There are lots of ways potentially to get there. About every year I change my mind as to which one is going to work first, because they all look good. Freitas likes direct diamond synthesis using scanning probe microscopes to build the first small robot. Drexler continues to like engineered proteins and other bio-polymers. Tihamer likes large molecular building blocks. Josh Hall likes top-down manufacturing, last I heard. Feynman also liked that. Then there are other covalent solids that might be easier to build and provide a stepping stone from bio to nano. In particular, silica can be built by protein.

The development cost of molecular manufacturing appears to be falling by a factor of ten per decade for a ten year program. A five year program might cost somewhere between five and twenty times as much as a ten year program. Even at $100 billion, it would have been worth it to do this in 1980 because the computers alone would have been worth more than that, not to mention the medical and aerospace advances. It would be worth it toda. It will be worth it in 2020. Basically, as soon as people start to say we really could do this if we got ourselves in gear, then it will get funded and it will happen.
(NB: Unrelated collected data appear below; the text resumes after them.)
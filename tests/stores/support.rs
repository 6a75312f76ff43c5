//! A seeded CarSocial world on the in-memory backend.

#![allow(dead_code)]

use std::sync::Arc;

use carsocial::domain::{
    Car, Comment, Forum, Listing, ListingStatus, Meet, MeetAttendee, Post, PostLike, Profile,
};
use carsocial::{
    BufferNotifier, CarSocial, ClientConfig, Identity, InMemoryBackend, Level, Notification,
    StoreContext,
};
use chrono::{DateTime, Duration, TimeZone, Utc};

pub const ALICE: &str = "u-alice";
pub const BOB: &str = "u-bob";
pub const GHOST: &str = "u-ghost";

pub fn ts(minutes: i64) -> DateTime<Utc> {
    Utc.with_ymd_and_hms(2024, 5, 1, 12, 0, 0).unwrap() + Duration::minutes(minutes)
}

pub struct World {
    pub backend: InMemoryBackend,
    pub notes: BufferNotifier,
    pub app: CarSocial,
}

impl World {
    /// Success and error messages received so far, draining the buffer.
    pub fn messages(&self) -> Vec<Notification> {
        self.notes.drain()
    }

    pub fn errors(&self) -> Vec<String> {
        self.messages()
            .into_iter()
            .filter(|n| n.level == Level::Error)
            .map(|n| n.message)
            .collect()
    }

    pub fn sign_in_as(&self, user_id: &str, username: &str) {
        self.app.sign_in(Identity::new(user_id, username));
    }
}

pub fn backend() -> InMemoryBackend {
    InMemoryBackend::new()
        .with_unique("profiles", &["username"])
        .with_unique("post_likes", &["post_id", "user_id"])
        .with_unique("favorites", &["listing_id", "user_id"])
        .with_unique("meet_attendees", &["meet_id", "user_id"])
        .with_foreign_key("comments", "post_id", "posts")
        .with_foreign_key("listings", "car_id", "cars")
        .with_foreign_key("offers", "listing_id", "listings")
}

/// Alice signed in; no reconciling refetch unless a test asks for one.
pub fn world() -> World {
    world_with(ClientConfig::local().with_reconcile(false))
}

pub fn world_with(config: ClientConfig) -> World {
    let backend = backend();
    seed(&backend);

    let notes = BufferNotifier::new();
    let ctx = StoreContext::new(Arc::new(backend.clone()), config)
        .with_notifier(Arc::new(notes.clone()));
    let app = CarSocial::from_context(ctx);
    app.sign_in(Identity::new(ALICE, "alice"));

    World {
        backend,
        notes,
        app,
    }
}

pub fn profile(id: &str, username: &str, avatar: Option<&str>) -> Profile {
    Profile {
        id: id.into(),
        username: username.into(),
        full_name: None,
        bio: None,
        location: None,
        avatar_path: avatar.map(str::to_string),
    }
}

pub fn post(id: &str, forum_id: &str, author_id: &str, minute: i64) -> Post {
    Post {
        id: id.into(),
        forum_id: forum_id.into(),
        author_id: author_id.into(),
        title: format!("Post {}", id),
        content: "Thoughts on the build".into(),
        likes_count: 0,
        created_at: ts(minute),
    }
}

pub fn listing(id: &str, seller_id: &str, title: &str, price: f64, minute: i64) -> Listing {
    Listing {
        id: id.into(),
        seller_id: seller_id.into(),
        car_id: None,
        title: title.into(),
        description: None,
        price,
        location: Some("Austin".into()),
        status: ListingStatus::Active,
        image_path: Some(format!("{}/front.jpg", id)),
        created_at: ts(minute),
    }
}

pub fn car(id: &str, owner_id: &str, make: &str, model: &str, year: i32, minute: i64) -> Car {
    Car {
        id: id.into(),
        owner_id: owner_id.into(),
        make: make.into(),
        model: model.into(),
        year,
        nickname: None,
        description: None,
        image_path: None,
        created_at: ts(minute),
    }
}

pub fn meet(id: &str, organizer_id: &str, title: &str, in_days: i64, minute: i64) -> Meet {
    Meet {
        id: id.into(),
        organizer_id: organizer_id.into(),
        title: title.into(),
        description: None,
        location: "Parking lot".into(),
        starts_at: Utc::now() + Duration::days(in_days),
        created_at: ts(minute),
    }
}

fn seed(backend: &InMemoryBackend) {
    backend.seed(&[
        profile(ALICE, "alice", Some("alice/me.png")),
        profile(BOB, "bob", None),
    ]);
    backend.seed(&[
        Forum {
            id: "f-porsche".into(),
            name: "Porsche".into(),
            brand: Some("Porsche".into()),
            description: None,
        },
        Forum {
            id: "f-mazda".into(),
            name: "Mazda".into(),
            brand: Some("Mazda".into()),
            description: None,
        },
    ]);
    backend.seed(&[
        post("p1", "f-porsche", ALICE, 10),
        post("p2", "f-mazda", BOB, 20),
        post("p3", "f-gone", GHOST, 30),
    ]);
    backend.seed(&[PostLike {
        id: "like-1".into(),
        post_id: "p2".into(),
        user_id: ALICE.into(),
    }]);
    backend.seed(&[Comment {
        id: "c1".into(),
        post_id: "p1".into(),
        author_id: BOB.into(),
        content: "Nice!".into(),
        created_at: ts(11),
    }]);
    backend.seed(&[
        car("car-1", ALICE, "Mazda", "Miata", 1991, 1),
        car("car-2", BOB, "Porsche", "911", 1989, 2),
        car("car-3", ALICE, "Honda", "S2000", 2004, 3),
    ]);
    backend.seed(&[
        Listing {
            car_id: Some("car-3".into()),
            ..listing("l1", ALICE, "Honda S2000 AP1", 28000.0, 40)
        },
        listing("l2", BOB, "Porsche 911 Carrera", 65000.0, 50),
        Listing {
            status: ListingStatus::Sold,
            ..listing("l3", BOB, "Miata hardtop", 900.0, 5)
        },
    ]);
    backend.seed(&[
        meet("m1", BOB, "Cars and Coffee", 3, 60),
        meet("m2", ALICE, "Canyon run", 10, 70),
        meet("m0", BOB, "Last month's meet", -30, 0),
    ]);
    backend.seed(&[
        MeetAttendee {
            id: "a1".into(),
            meet_id: "m1".into(),
            user_id: ALICE.into(),
        },
        MeetAttendee {
            id: "a2".into(),
            meet_id: "m1".into(),
            user_id: BOB.into(),
        },
    ]);
}
//! Feature store integration tests on a seeded in-memory backend.

mod support;

mod feed;
mod forums;
mod garage;
mod marketplace;
mod profiles;
mod search;

use carsocial::{init_tracing, ErrorKind, Op, StoreState};
use support::world;

#[tokio::test]
async fn failed_fetch_sets_error_state_and_recovers() {
    init_tracing();
    let w = world();
    w.backend.fail_next(Op::Select, "meets", ErrorKind::Network);

    let err = w
        .app
        .meets
        .fetch_meets(Default::default())
        .await
        .unwrap_err();
    assert_eq!(err.kind(), Some(ErrorKind::Network));
    assert_eq!(w.app.meets.meets().state(), StoreState::Error(ErrorKind::Network));
    assert_eq!(w.errors(), vec![ErrorKind::Network.user_message().to_string()]);

    w.app.meets.fetch_meets(Default::default()).await.unwrap();
    assert_eq!(w.app.meets.meets().state(), StoreState::Ready);
    assert!(w.app.meets.meets().last_error().is_none());
}

#[tokio::test]
async fn sign_out_clears_per_user_caches() {
    let w = world();
    w.app.forums.fetch_posts(Default::default()).await.unwrap();
    assert!(!w.app.forums.posts().is_empty());

    w.app.sign_out();
    assert!(w.app.forums.posts().is_empty());
    assert_eq!(w.app.forums.posts().state(), StoreState::Idle);
    assert!(w.app.session().current().is_none());
}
In conclusion, this is where we believe nanotechnology is going. It’s not the only place, because there are lots of amazingly cool applications coming from nanoscale technology, particularly in medicine. But just as digital computers, once they became feasible, totally eclipsed analog computers to the point where now even analog functions, like modems, are purely digital, digital chemistry (molecular manufacturing) is going to be a massively enabling technology for all sorts of other nanotechnologies as well. Even the things we can imagine are mind-blowing, and the things that we can’t imagine are consequences such as geopolitical shifts and medical advances. It’s going to take a lot of work to imagine where this is going and try to prepare for it so that we don’t walk off any of the numerous cliffs that molecular manufacturing opens up in front of us. Thank you.